Dataset records
-------------------------

use std::convert::Infallible;
use std::sync::Arc;

use axum::extract::{Path, Query, State};
use axum::http::{header, HeaderMap, StatusCode};
use axum::response::sse::{Event, KeepAlive, Sse};
use axum::response::{Html, IntoResponse, Response};
use axum::Json;
use chrono::Local;
use serde::Deserialize;
use tokio_stream::wrappers::BroadcastStream;
use tokio_stream::{Stream, StreamExt};

use super::auth::require_admin;
use crate::db::queries::{self, Transition};
use crate::db;
use crate::errors::AppError;
use crate::models::{Booking, BookingEvent, BookingStatus, ValidationError};
use crate::services::{export, receipt, reminder};
use crate::state::AppState;

static ADMIN_HTML: &str = include_str!("../web/admin.html");

// GET /admin
pub async fn dashboard(
    State(state): State<Arc<AppState>>,
    headers: HeaderMap,
) -> Result<Html<&'static str>, AppError> {
    require_admin(&state, &headers)?;
    Ok(Html(ADMIN_HTML))
}

fn load_booking(state: &AppState, id: i64) -> Result<Booking, AppError> {
    let conn = db::lock(&state.db)?;
    queries::get_booking_by_id(&conn, id)?.ok_or_else(|| AppError::NotFound(format!("booking {id}")))
}

// GET /api/admin/bookings
#[derive(Deserialize)]
pub struct BookingsQuery {
    pub status: Option<String>,
}

pub async fn list_bookings(
    State(state): State<Arc<AppState>>,
    headers: HeaderMap,
    Query(query): Query<BookingsQuery>,
) -> Result<Json<Vec<Booking>>, AppError> {
    require_admin(&state, &headers)?;

    let status_filter = match query.status.as_deref().filter(|s| !s.trim().is_empty()) {
        Some(s) => Some(
            BookingStatus::from_label(s)
                .ok_or_else(|| ValidationError::UnknownStatus(s.to_string()))?,
        ),
        None => None,
    };

    let conn = db::lock(&state.db)?;
    Ok(Json(queries::list_bookings(&conn, status_filter)?))
}

fn transition(state: &AppState, id: i64, next: BookingStatus) -> Result<Json<Booking>, AppError> {
    let outcome = {
        let conn = db::lock(&state.db)?;
        queries::transition_status(&conn, id, next)?
    };

    match outcome {
        Transition::Applied(booking) => {
            tracing::info!(booking_id = id, status = next.as_str(), "booking status changed");
            let _ = state.notifier.dispatch(&booking, BookingEvent::for_status(next));
            Ok(Json(booking))
        }
        Transition::Unchanged(booking) => Ok(Json(booking)),
        Transition::Conflict(booking) => Err(AppError::Conflict(format!(
            "booking {id} is already {}",
            booking.status.as_str()
        ))),
        Transition::NotFound => Err(AppError::NotFound(format!("booking {id}"))),
    }
}

// POST /api/admin/bookings/:id/confirm
pub async fn confirm_booking(
    State(state): State<Arc<AppState>>,
    headers: HeaderMap,
    Path(id): Path<i64>,
) -> Result<Json<Booking>, AppError> {
    require_admin(&state, &headers)?;
    transition(&state, id, BookingStatus::Confirmed)
}

// POST /api/admin/bookings/:id/reject
pub async fn reject_booking(
    State(state): State<Arc<AppState>>,
    headers: HeaderMap,
    Path(id): Path<i64>,
) -> Result<Json<Booking>, AppError> {
    require_admin(&state, &headers)?;
    transition(&state, id, BookingStatus::Rejected)
}

// POST /api/admin/bookings/:id/resend
pub async fn resend_notifications(
    State(state): State<Arc<AppState>>,
    headers: HeaderMap,
    Path(id): Path<i64>,
) -> Result<(StatusCode, Json<serde_json::Value>), AppError> {
    require_admin(&state, &headers)?;

    let booking = load_booking(&state, id)?;
    let event = BookingEvent::for_status(booking.status);
    let _ = state.notifier.dispatch(&booking, event);

    Ok((
        StatusCode::ACCEPTED,
        Json(serde_json::json!({"ok": true, "event": event})),
    ))
}

// DELETE /api/admin/bookings/:id
pub async fn delete_booking(
    State(state): State<Arc<AppState>>,
    headers: HeaderMap,
    Path(id): Path<i64>,
) -> Result<StatusCode, AppError> {
    require_admin(&state, &headers)?;

    let deleted = {
        let conn = db::lock(&state.db)?;
        queries::delete_booking(&conn, id)?
    };

    if deleted {
        tracing::info!(booking_id = id, "booking deleted");
        Ok(StatusCode::NO_CONTENT)
    } else {
        Err(AppError::NotFound(format!("booking {id}")))
    }
}

// GET /api/admin/bookings/:id/receipt
pub async fn download_receipt(
    State(state): State<Arc<AppState>>,
    headers: HeaderMap,
    Path(id): Path<i64>,
) -> Result<Response, AppError> {
    require_admin(&state, &headers)?;

    let booking = load_booking(&state, id)?;
    let pdf = receipt::generate_pdf(&booking, &state.config.business_name);

    Ok((
        [
            (header::CONTENT_TYPE, "application/pdf".to_string()),
            (
                header::CONTENT_DISPOSITION,
                format!("attachment; filename=\"Booking_{id}.pdf\""),
            ),
        ],
        pdf,
    )
        .into_response())
}

// GET /api/admin/export.csv
pub async fn export_csv(
    State(state): State<Arc<AppState>>,
    headers: HeaderMap,
) -> Result<Response, AppError> {
    require_admin(&state, &headers)?;

    let bookings = {
        let conn = db::lock(&state.db)?;
        queries::list_bookings(&conn, None)?
    };

    Ok((
        [
            (header::CONTENT_TYPE, "text/csv; charset=utf-8"),
            (header::CONTENT_DISPOSITION, "attachment; filename=\"bookings.csv\""),
        ],
        export::bookings_csv(&bookings),
    )
        .into_response())
}

// POST /api/admin/reminders/run
pub async fn run_reminders(
    State(state): State<Arc<AppState>>,
    headers: HeaderMap,
) -> Result<Json<serde_json::Value>, AppError> {
    require_admin(&state, &headers)?;

    let processed =
        reminder::run_reminders(&state.db, &state.notifier, Local::now().date_naive()).await?;
    Ok(Json(serde_json::json!({"processed": processed})))
}

// GET /api/admin/events (SSE stream of delivery reports)
pub async fn events_stream(
    State(state): State<Arc<AppState>>,
    headers: HeaderMap,
) -> Result<Sse<impl Stream<Item = Result<Event, Infallible>>>, AppError> {
    require_admin(&state, &headers)?;

    let rx = state.notifier.subscribe();
    let stream = BroadcastStream::new(rx).filter_map(|result| match result {
        Ok(report) => {
            let data = serde_json::to_string(&report).unwrap_or_default();
            Some(Ok(Event::default().data(data).event("delivery")))
        }
        Err(tokio_stream::wrappers::errors::BroadcastStreamRecvError::Lagged(_)) => None,
    });

    Ok(Sse::new(stream).keep_alive(KeepAlive::default()))
}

-------------------------

- [WHAT THE TASK REQUIRES]:
If a line in the data holds the string "queries", copy that line.

- [WORKED SOLUTION]:
use crate::db::queries::{self, Transition};
    queries::get_booking_by_id(&conn, id)?.ok_or_else(|| AppError::NotFound(format!("booking {id}")))
    Ok(Json(queries::list_bookings(&conn, status_filter)?))
        queries::transition_status(&conn, id, next)?
        queries::delete_booking(&conn, id)?
        queries::list_bookings(&conn, None)?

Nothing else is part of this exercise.